■ **What is needed**:
Go through the records and copy each line where the word "executed" occurs.

Content starts

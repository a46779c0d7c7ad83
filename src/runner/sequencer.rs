//! Step sequencing.
//!
//! Steps are evaluated exactly once, top to bottom. The first fatal error
//! ends the run; a halting step ends it successfully. Errors travel back to
//! the loop as values, so the log is flushed on every exit path.

use std::fs;
use std::time::{Duration, Instant};

use serde::Serialize;

use crate::error::{DevsetupError, Result};
use crate::logging::Logger;
use crate::shell::{CommandExecutor, CommandRunner};
use crate::steps::{ActionFlow, Idempotency, Step, StepOutcome};

/// How a pipeline run ended.
#[derive(Debug, Clone, PartialEq, Eq)]
pub enum PipelineStatus {
    /// Every step ran or was skipped.
    Completed,
    /// A step asked the user to finish something and ended the run early.
    Halted { step: String, message: String },
    /// A fatal error stopped the run.
    Failed {
        step: Option<String>,
        message: String,
    },
}

/// Outcome of one evaluated step.
#[derive(Debug, Clone, PartialEq, Eq)]
pub struct StepRecord {
    /// Step name.
    pub name: String,
    /// What happened.
    pub outcome: StepOutcome,
}

/// Result of a pipeline run.
#[derive(Debug, Clone)]
pub struct PipelineReport {
    /// Evaluated steps in order. Steps after a halt or failure are absent.
    pub records: Vec<StepRecord>,
    /// Final status.
    pub status: PipelineStatus,
    /// Wall-clock duration.
    pub duration: Duration,
}

impl PipelineReport {
    /// Report for a run that failed before any step was evaluated.
    pub fn failed_before_steps(error: &DevsetupError, duration: Duration) -> Self {
        Self {
            records: Vec::new(),
            status: PipelineStatus::Failed {
                step: None,
                message: error.to_string(),
            },
            duration,
        }
    }

    /// Process exit code: 0 on completion or halt, 1 on failure.
    pub fn exit_code(&self) -> i32 {
        match self.status {
            PipelineStatus::Completed | PipelineStatus::Halted { .. } => 0,
            PipelineStatus::Failed { .. } => 1,
        }
    }

    /// Whether the run ended without a fatal error.
    pub fn success(&self) -> bool {
        self.exit_code() == 0
    }

    /// Names of steps whose actions ran, in order.
    pub fn executed(&self) -> Vec<&str> {
        self.records
            .iter()
            .filter(|r| r.outcome.executed())
            .map(|r| r.name.as_str())
            .collect()
    }

    /// Names of steps skipped by their idempotency check, in order.
    pub fn skipped(&self) -> Vec<&str> {
        self.records
            .iter()
            .filter(|r| r.outcome == StepOutcome::Skipped)
            .map(|r| r.name.as_str())
            .collect()
    }
}

/// Preview of a step for listings and dry runs.
#[derive(Debug, Clone, Serialize)]
pub struct StepPreview {
    /// Step name.
    pub name: String,
    /// Step title.
    pub title: String,
    /// Whether the step would be skipped now.
    pub satisfied: bool,
    /// Idempotency description.
    pub policy: String,
    /// Action descriptions in order.
    pub actions: Vec<String>,
}

/// Owns the ordered step list and drives it.
#[derive(Debug, Clone, Default)]
pub struct StepSequencer {
    steps: Vec<Step>,
}

impl StepSequencer {
    /// Create a sequencer for the given steps.
    pub fn new(steps: Vec<Step>) -> Self {
        Self { steps }
    }

    /// The steps in execution order.
    pub fn steps(&self) -> &[Step] {
        &self.steps
    }

    /// Describe what a run would do right now, without doing it.
    pub fn preview(&self) -> Vec<StepPreview> {
        self.steps
            .iter()
            .map(|step| StepPreview {
                name: step.name.clone(),
                title: step.title.clone(),
                satisfied: step.is_satisfied(),
                policy: step.idempotency.describe(),
                actions: step.actions.iter().map(|a| a.describe()).collect(),
            })
            .collect()
    }

    /// Run every step in order.
    pub fn run<E: CommandExecutor>(
        &self,
        runner: &mut CommandRunner<E>,
        logger: &mut Logger,
    ) -> PipelineReport {
        let start = Instant::now();
        let mut records = Vec::with_capacity(self.steps.len());

        for step in &self.steps {
            tracing::debug!("Evaluating step '{}'", step.name);

            match self.run_step(step, runner, logger) {
                Ok(StepOutcome::Halted { message }) => {
                    records.push(StepRecord {
                        name: step.name.clone(),
                        outcome: StepOutcome::Halted {
                            message: message.clone(),
                        },
                    });
                    return PipelineReport {
                        records,
                        status: PipelineStatus::Halted {
                            step: step.name.clone(),
                            message,
                        },
                        duration: start.elapsed(),
                    };
                }
                Ok(outcome) => records.push(StepRecord {
                    name: step.name.clone(),
                    outcome,
                }),
                Err(e) => {
                    if !e.is_reported() {
                        logger.error(format!("{} failed: {}", step.title, e));
                    }
                    return PipelineReport {
                        records,
                        status: PipelineStatus::Failed {
                            step: Some(step.name.clone()),
                            message: e.to_string(),
                        },
                        duration: start.elapsed(),
                    };
                }
            }
        }

        logger.info("Setup completed successfully!");
        PipelineReport {
            records,
            status: PipelineStatus::Completed,
            duration: start.elapsed(),
        }
    }

    /// Evaluate a single step.
    pub fn run_step<E: CommandExecutor>(
        &self,
        step: &Step,
        runner: &mut CommandRunner<E>,
        logger: &mut Logger,
    ) -> Result<StepOutcome> {
        match &step.idempotency {
            Idempotency::SkipIfPresent { .. } => {
                logger.info(format!("Checking if {} is installed...", step.title));
                if step.is_satisfied() {
                    logger.info(format!("{} is already installed.", step.title));
                    return Ok(StepOutcome::Skipped);
                }
            }
            Idempotency::Reinstall { path } => {
                logger.info(format!("Checking if {} is installed...", step.title));
                if path.is_dir() {
                    logger.info(format!("Removing existing {} installation...", step.title));
                    fs::remove_dir_all(path)?;
                    logger.info(format!("Existing {} installation removed.", step.title));
                }
            }
            Idempotency::Always => {}
        }

        logger.info(step.start_message());

        for action in &step.actions {
            match action.execute(runner, logger)? {
                ActionFlow::Continue => {}
                ActionFlow::Recovered(message) => {
                    logger.error(message.clone());
                    return Ok(StepOutcome::Recovered { message });
                }
                ActionFlow::Halt(message) => {
                    logger.info(message.clone());
                    return Ok(StepOutcome::Halted { message });
                }
            }
        }

        logger.info(step.done_message());
        Ok(StepOutcome::Completed)
    }
}

#[cfg(test)]
mod tests {
    use super::*;
    use crate::shell::{HostEnvironment, MockExecutor};
    use crate::steps::Action;
    use tempfile::TempDir;

    fn runner(executor: MockExecutor) -> CommandRunner<MockExecutor> {
        CommandRunner::new(executor, HostEnvironment::new("/tmp", "/data"))
    }

    fn run(command: &str) -> Action {
        Action::Run {
            command: command.to_string(),
        }
    }

    #[test]
    fn satisfied_step_never_runs_its_actions() {
        let temp = TempDir::new().unwrap();
        let step = Step::new("editor", "NeoVim")
            .idempotency(Idempotency::SkipIfPresent {
                path: temp.path().to_path_buf(),
            })
            .action(run("install-editor"));
        let mut runner = runner(MockExecutor::new());
        let mut logger = Logger::in_memory();

        let report = StepSequencer::new(vec![step]).run(&mut runner, &mut logger);

        assert!(runner.executor().commands().is_empty());
        assert_eq!(report.skipped(), vec!["editor"]);
        assert!(logger
            .messages()
            .contains(&"NeoVim is already installed."));
    }

    #[test]
    fn steps_run_in_declared_order() {
        let steps = vec![
            Step::new("a", "A").action(run("one")),
            Step::new("b", "B").actions([run("two"), run("three")]),
            Step::new("c", "C").action(run("four")),
        ];
        let mut runner = runner(MockExecutor::new());
        let mut logger = Logger::in_memory();

        let report = StepSequencer::new(steps).run(&mut runner, &mut logger);

        assert_eq!(report.status, PipelineStatus::Completed);
        assert_eq!(
            runner.executor().commands(),
            vec!["one", "two", "three", "four"]
        );
        assert_eq!(
            logger.messages().last(),
            Some(&"Setup completed successfully!")
        );
    }

    #[test]
    fn fatal_command_stops_later_steps() {
        let steps = vec![
            Step::new("a", "A").actions([run("ok"), run("broken"), run("never")]),
            Step::new("b", "B").action(run("later")),
        ];
        let mut runner = runner(MockExecutor::new().fail_on("broken", 1));
        let mut logger = Logger::in_memory();

        let report = StepSequencer::new(steps).run(&mut runner, &mut logger);

        assert_eq!(report.exit_code(), 1);
        assert_eq!(runner.executor().commands(), vec!["ok", "broken"]);
        assert_eq!(
            logger.errors().iter().filter(|m| m.contains("broken")).count(),
            1
        );
        // Nothing is logged after the failure's own lines.
        assert!(logger.messages().last().unwrap().contains("exit code 1"));
    }

    #[test]
    fn halt_exits_successfully_without_later_steps() {
        let steps = vec![
            Step::new("toolchain", "msys2").actions([
                run("start installer"),
                Action::Halt {
                    message: "Please finish and run again.".to_string(),
                },
                run("unreachable"),
            ]),
            Step::new("font", "Font").action(run("curl font")),
        ];
        let mut runner = runner(MockExecutor::new());
        let mut logger = Logger::in_memory();

        let report = StepSequencer::new(steps).run(&mut runner, &mut logger);

        assert_eq!(report.exit_code(), 0);
        assert!(matches!(report.status, PipelineStatus::Halted { .. }));
        assert_eq!(runner.executor().commands(), vec!["start installer"]);
        assert_eq!(
            logger.messages().last(),
            Some(&"Please finish and run again.")
        );
    }

    #[test]
    fn recovered_step_logs_error_and_continues() {
        let temp = TempDir::new().unwrap();
        let steps = vec![
            Step::new("font", "Font").action(Action::InstallFonts {
                archive: temp.path().join("font.zip"),
                extracted_dir: temp.path().join("fonts"),
                fonts_dir: temp.path().join("out"),
                extension: "ttf".to_string(),
                missing_message: "Skipping font installation.".to_string(),
            }),
            Step::new("lsp", "LSP").action(run("npm install -g pyright")),
        ];
        let mut runner = runner(MockExecutor::new());
        let mut logger = Logger::in_memory();

        let report = StepSequencer::new(steps).run(&mut runner, &mut logger);

        assert_eq!(report.status, PipelineStatus::Completed);
        assert_eq!(logger.errors(), vec!["Skipping font installation."]);
        assert!(runner.executor().ran("pyright"));
        assert_eq!(
            report.records[0].outcome,
            StepOutcome::Recovered {
                message: "Skipping font installation.".to_string()
            }
        );
    }

    #[test]
    fn reinstall_removes_existing_directory_first() {
        let temp = TempDir::new().unwrap();
        let target = temp.path().join("nvim");
        fs::create_dir_all(target.join("lua")).unwrap();
        fs::write(target.join("lua/old.lua"), "old").unwrap();

        let step = Step::new("framework", "NVChad")
            .idempotency(Idempotency::Reinstall {
                path: target.clone(),
            })
            .action(run("git clone"));
        let mut runner = runner(MockExecutor::new());
        let mut logger = Logger::in_memory();

        let report = StepSequencer::new(vec![step]).run(&mut runner, &mut logger);

        assert_eq!(report.executed(), vec!["framework"]);
        assert!(!target.exists());
        assert!(runner.executor().ran("git clone"));
        assert!(logger
            .messages()
            .contains(&"Removing existing NVChad installation..."));
    }

    #[test]
    fn reinstall_without_existing_directory_still_runs() {
        let temp = TempDir::new().unwrap();
        let step = Step::new("framework", "NVChad")
            .idempotency(Idempotency::Reinstall {
                path: temp.path().join("nvim"),
            })
            .action(run("git clone"));
        let mut runner = runner(MockExecutor::new());
        let mut logger = Logger::in_memory();

        StepSequencer::new(vec![step]).run(&mut runner, &mut logger);

        assert!(runner.executor().ran("git clone"));
        assert!(!logger
            .messages()
            .iter()
            .any(|m| m.starts_with("Removing existing")));
    }

    #[test]
    fn filesystem_error_is_logged_once_by_sequencer() {
        let temp = TempDir::new().unwrap();
        let step = Step::new("config", "NVChad config").action(Action::CopyFile {
            from: temp.path().join("missing.lua"),
            to: temp.path().join("out.lua"),
        });
        let mut runner = runner(MockExecutor::new());
        let mut logger = Logger::in_memory();

        let report = StepSequencer::new(vec![step]).run(&mut runner, &mut logger);

        assert_eq!(report.exit_code(), 1);
        assert_eq!(logger.errors().len(), 1);
        assert!(logger.errors()[0].starts_with("NVChad config failed:"));
    }

    #[test]
    fn preview_reports_satisfaction_and_actions() {
        let temp = TempDir::new().unwrap();
        let steps = vec![
            Step::new("editor", "NeoVim")
                .idempotency(Idempotency::SkipIfPresent {
                    path: temp.path().to_path_buf(),
                })
                .action(run("msiexec")),
            Step::new("lsp", "LSP").action(run("npm install -g pyright")),
        ];

        let preview = StepSequencer::new(steps).preview();

        assert!(preview[0].satisfied);
        assert!(!preview[1].satisfied);
        assert_eq!(preview[1].actions, vec!["npm install -g pyright"]);
    }
}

Content ends

■ **Reply to the task**:
    pub fn executed(&self) -> Vec<&str> {
            .filter(|r| r.outcome.executed())
        assert_eq!(report.executed(), vec!["framework"]);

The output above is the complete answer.